When news went mainstream on June the 8th there were mixed reports about Dridex and Locky also being down or dead, which is where I’d have liked to have given my input (unfortunately I wasn’t home). Around the time of the Necurs outage various people began reporting seeing a significant drop in Locky & Dridex spam email, which had lead some to theorize that the group behind Dridex & Locky had also been arrested.
I’d actually been monitoring Necurs for a while before the downtime and had seen it sending out Locky emails on multiple occasions so it was obvious that the Necurs downtime was also the cause of the drop in Locky emails, but what has me confused was Dridex. Personally I’ve never seen Necurs spam Dridex though I’m sure it has at some point; however, I do know that the Dridex group have a much more sophisticated operation for sending spam because they prefer to infect systems of high financial value (usually business network), which is easier if the spam operation goes unnoticed (i.e. not sent out from 2 million mostly third world computers).

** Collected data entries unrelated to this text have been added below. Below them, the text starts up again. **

//! Chromium backend driven over the DevTools protocol

use std::collections::HashMap;
use std::sync::{Arc, Mutex};

use anyhow::{Context, Result, anyhow, bail};
use async_trait::async_trait;
use chromiumoxide::Page;
use chromiumoxide::browser::{Browser, BrowserConfig};
use chromiumoxide::cdp::browser_protocol::emulation::SetDeviceMetricsOverrideParams;
use chromiumoxide::cdp::browser_protocol::fetch::{
    ContinueRequestParams, EnableParams, EventRequestPaused,
};
use chromiumoxide::cdp::browser_protocol::network::{
    EventLoadingFailed, EventLoadingFinished, EventResponseReceived, GetResponseBodyParams,
    RequestId,
};
use futures::{StreamExt, future, stream};
use tokio::task::JoinHandle;
use tracing::{debug, info};

use crate::traits::{
    BrowserEngine, BrowserSession, ObservedResponse, PageSession, ResponseStream, ScrapeConfig,
    Viewport,
};

/// Launches a local Chromium/Chrome through chromiumoxide
#[derive(Debug, Clone, Copy, Default)]
pub struct ChromiumEngine;

#[async_trait]
impl BrowserEngine for ChromiumEngine {
    async fn launch(&self, config: &ScrapeConfig) -> Result<Box<dyn BrowserSession>> {
        let mut builder = BrowserConfig::builder()
            .window_size(config.viewport.width, config.viewport.height);

        if let Some(path) = &config.chrome_executable {
            builder = builder.chrome_executable(path);
        }
        if config.no_sandbox {
            builder = builder.no_sandbox();
        }

        let browser_config = builder
            .build()
            .map_err(|e| anyhow!("Failed to build browser config: {e}"))?;

        let (browser, mut handler) = Browser::launch(browser_config)
            .await
            .context("Failed to launch browser")?;

        // The handler must be polled for any CDP command to complete
        let handler_task = tokio::spawn(async move {
            while let Some(event) = handler.next().await {
                if let Err(e) = event {
                    debug!("Browser event error: {}", e);
                }
            }
        });

        info!("Browser launched");
        Ok(Box::new(ChromiumBrowser {
            browser,
            handler_task,
        }))
    }
}

struct ChromiumBrowser {
    browser: Browser,
    handler_task: JoinHandle<()>,
}

#[async_trait]
impl BrowserSession for ChromiumBrowser {
    async fn new_page(&mut self) -> Result<Box<dyn PageSession>> {
        let page = self
            .browser
            .new_page("about:blank")
            .await
            .context("Failed to create new page")?;

        Ok(Box::new(ChromiumPage {
            page,
            tasks: PageTasks::default(),
        }))
    }

    async fn close(&mut self) -> Result<()> {
        self.browser
            .close()
            .await
            .context("Failed to close browser")?;
        self.browser
            .wait()
            .await
            .context("Failed to wait for browser exit")?;
        self.handler_task.abort();

        info!("Browser closed");
        Ok(())
    }
}

impl Drop for ChromiumBrowser {
    fn drop(&mut self) {
        self.handler_task.abort();
    }
}

struct ChromiumPage {
    page: Page,
    tasks: PageTasks,
}

/// Background tasks serving one page, aborted with it
#[derive(Default)]
struct PageTasks(Mutex<Vec<JoinHandle<()>>>);

impl PageTasks {
    fn push(&self, task: JoinHandle<()>) {
        if let Ok(mut tasks) = self.0.lock() {
            tasks.push(task);
        } else {
            task.abort();
        }
    }
}

impl Drop for PageTasks {
    fn drop(&mut self) {
        let tasks = match self.0.get_mut() {
            Ok(tasks) => tasks,
            Err(poisoned) => poisoned.into_inner(),
        };
        for task in tasks.drain(..) {
            task.abort();
        }
    }
}

enum NetworkEvent {
    Received(Arc<EventResponseReceived>),
    Finished(Arc<EventLoadingFinished>),
    Failed(Arc<EventLoadingFailed>),
}

/// Requests that got a response but whose body is not loaded yet
#[derive(Debug, Default)]
struct InFlight(HashMap<String, String>);

impl InFlight {
    fn received(&mut self, request_id: &str, url: &str) {
        self.0.insert(request_id.to_string(), url.to_string());
    }

    /// URL of the request, now ready to read
    fn finished(&mut self, request_id: &str) -> Option<String> {
        self.0.remove(request_id)
    }

    fn failed(&mut self, request_id: &str) {
        self.0.remove(request_id);
    }

    #[cfg(test)]
    fn len(&self) -> usize {
        self.0.len()
    }
}

#[async_trait]
impl PageSession for ChromiumPage {
    async fn set_viewport(&self, viewport: Viewport) -> Result<()> {
        self.page
            .execute(SetDeviceMetricsOverrideParams::new(
                i64::from(viewport.width),
                i64::from(viewport.height),
                1.0,
                false,
            ))
            .await
            .context("Failed to set viewport")?;

        Ok(())
    }

    async fn intercept_requests(&self) -> Result<()> {
        // Subscribe first so no paused request slips through unanswered
        let mut paused = self
            .page
            .event_listener::<EventRequestPaused>()
            .await
            .context("Failed to listen for paused requests")?;

        self.page
            .execute(EnableParams::default())
            .await
            .context("Failed to enable request interception")?;

        let page = self.page.clone();
        self.tasks.push(tokio::spawn(async move {
            while let Some(event) = paused.next().await {
                let request_id = event.request_id.clone();
                if let Err(e) = page.execute(ContinueRequestParams::new(request_id)).await {
                    debug!("Failed to continue request {}: {}", event.request.url, e);
                }
            }
        }));

        Ok(())
    }

    async fn responses(&self) -> Result<ResponseStream> {
        let received = self
            .page
            .event_listener::<EventResponseReceived>()
            .await
            .context("Failed to listen for responses")?;
        let finished = self
            .page
            .event_listener::<EventLoadingFinished>()
            .await
            .context("Failed to listen for finished requests")?;
        let failed = self
            .page
            .event_listener::<EventLoadingFailed>()
            .await
            .context("Failed to listen for failed requests")?;

        // A body is only readable once loading finished, so a response is
        // emitted on its `loadingFinished` event, not on `responseReceived`.
        let page = self.page.clone();
        let events = stream::select_all([
            received.map(NetworkEvent::Received).boxed(),
            finished.map(NetworkEvent::Finished).boxed(),
            failed.map(NetworkEvent::Failed).boxed(),
        ]);
        let responses = events
            .scan(InFlight::default(), move |in_flight, event| {
                let ready = match event {
                    NetworkEvent::Received(event) => {
                        in_flight.received(event.request_id.inner(), &event.response.url);
                        None
                    }
                    NetworkEvent::Failed(event) => {
                        in_flight.failed(event.request_id.inner());
                        None
                    }
                    NetworkEvent::Finished(event) => in_flight
                        .finished(event.request_id.inner())
                        .map(|url| {
                            ObservedResponse::new(
                                url,
                                read_body(page.clone(), event.request_id.clone()),
                            )
                        }),
                };
                future::ready(Some(ready))
            })
            .filter_map(future::ready);

        Ok(responses.boxed())
    }

    async fn goto(&self, url: &str) -> Result<()> {
        info!("Navigating to {}", url);
        self.page
            .goto(url)
            .await
            .with_context(|| format!("Failed to navigate to {url}"))?;

        Ok(())
    }
}

async fn read_body(page: Page, request_id: RequestId) -> Result<String> {
    let reply = page
        .execute(GetResponseBodyParams::new(request_id))
        .await
        .context("Failed to fetch response body")?;

    if reply.result.base64_encoded {
        bail!("response body is binary (base64 encoded)");
    }

    Ok(reply.result.body)
}

#[cfg(test)]
mod tests {
    use super::*;
    use tokio::sync::oneshot;

    #[test]
    fn test_in_flight_emits_finished_requests_once() {
        let mut in_flight = InFlight::default();
        in_flight.received("1", "https://card.wb.ru/cards/v1/detail?nm=1");

        assert_eq!(
            in_flight.finished("1").as_deref(),
            Some("https://card.wb.ru/cards/v1/detail?nm=1")
        );
        assert_eq!(in_flight.finished("1"), None);
        assert_eq!(in_flight.len(), 0);
    }

    #[test]
    fn test_in_flight_forgets_failed_requests() {
        let mut in_flight = InFlight::default();
        in_flight.received("1", "https://static.wb.ru/a.js");
        in_flight.received("2", "https://static.wb.ru/b.js");

        in_flight.failed("1");
        in_flight.failed("unknown");

        assert_eq!(in_flight.len(), 1);
        assert_eq!(in_flight.finished("1"), None);
        assert!(in_flight.finished("2").is_some());
    }

    #[tokio::test]
    async fn test_page_tasks_are_aborted_on_drop() {
        let (alive_tx, alive_rx) = oneshot::channel::<()>();
        let tasks = PageTasks::default();
        tasks.push(tokio::spawn(async move {
            let _alive = alive_tx;
            futures::future::pending::<()>().await;
        }));

        drop(tasks);

        // The sender is dropped only when the aborted task is torn down
        assert!(alive_rx.await.is_err());
    }
}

As far as Locky being dead goes I guess depends on your definition of dead; if I say someone is dead I don’t expect them to show up at my door a week later with a new baby, but maybe that’s just me. As of now no new Locky emails have been seen even though the Necurs botnet is back online, but there hasn’t been any arrests announced so I’d definitely not call it dead yet. Dridex on the other hand is still actively issuing new commands; however, no new Dridex emails have been seen either.

Conclusion

This isn’t the first time the Dridex botnet has stopped spreading, in the past it has usually happened right before a big update and with Locky pretty much confirmed to be another product of the Dridex group, as well as some evidence tying the Necurs botnets to them too, it’s not entirely impossible that they are simply busy gearing up for the next big evolution.
 Of course, only time will tell.
UPDATED 18:55 2016-06-21
Necurs has just begun spamming a new Locky campaign, this time with a clean binary featuring updated anti-vm code, so you could probably say both Necurs and Locky are definitely not dead.